Segment Open

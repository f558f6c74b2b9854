//! Core data models for the attendance and payroll engine.
//!
//! This module contains all the domain models used throughout the engine.

mod assignment;
mod attendance;
mod audit;
mod break_record;
mod calendar;
mod employee;
mod payroll;
mod schedule;

pub use assignment::{AllowanceAssignment, DeductionAmount, DeductionAssignment};
pub use attendance::{
    AdjustmentAudit, AttendanceRecord, AttendanceStatus, AttendanceSummary, DeviceMeta,
    OvertimeMinutes,
};
pub use audit::{AuditStep, AuditTrail};
pub use break_record::{BreakRecord, BreakType};
pub use calendar::{Calendar, DayType, Holiday, HolidayCalendar};
pub use employee::{Employee, EmployeeSalaryConfig, SalaryType};
pub use payroll::{
    AllowanceLine, CalculationIssue, DeductionLine, IssueKind, ItemAdjustment, OvertimePay,
    PayrollItem, PayrollItemStatus, PayrollPeriod, PayrollPeriodStatus, month_bounds,
};
pub use schedule::{ResolvedSchedule, ShiftBlock, WeekdaySchedule, WorkSchedule};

Segment Closed

→ **Your goal**
Each line from the one containing "mod payroll;" to the last line above must be returned exactly, and no line outside that range.

→ **Exercise solution**
mod payroll;
mod schedule;

pub use assignment::{AllowanceAssignment, DeductionAmount, DeductionAssignment};
pub use attendance::{
    AdjustmentAudit, AttendanceRecord, AttendanceStatus, AttendanceSummary, DeviceMeta,
    OvertimeMinutes,
};
pub use audit::{AuditStep, AuditTrail};
pub use break_record::{BreakRecord, BreakType};
pub use calendar::{Calendar, DayType, Holiday, HolidayCalendar};
pub use employee::{Employee, EmployeeSalaryConfig, SalaryType};
pub use payroll::{
    AllowanceLine, CalculationIssue, DeductionLine, IssueKind, ItemAdjustment, OvertimePay,
    PayrollItem, PayrollItemStatus, PayrollPeriod, PayrollPeriodStatus, month_bounds,
};
pub use schedule::{ResolvedSchedule, ShiftBlock, WeekdaySchedule, WorkSchedule};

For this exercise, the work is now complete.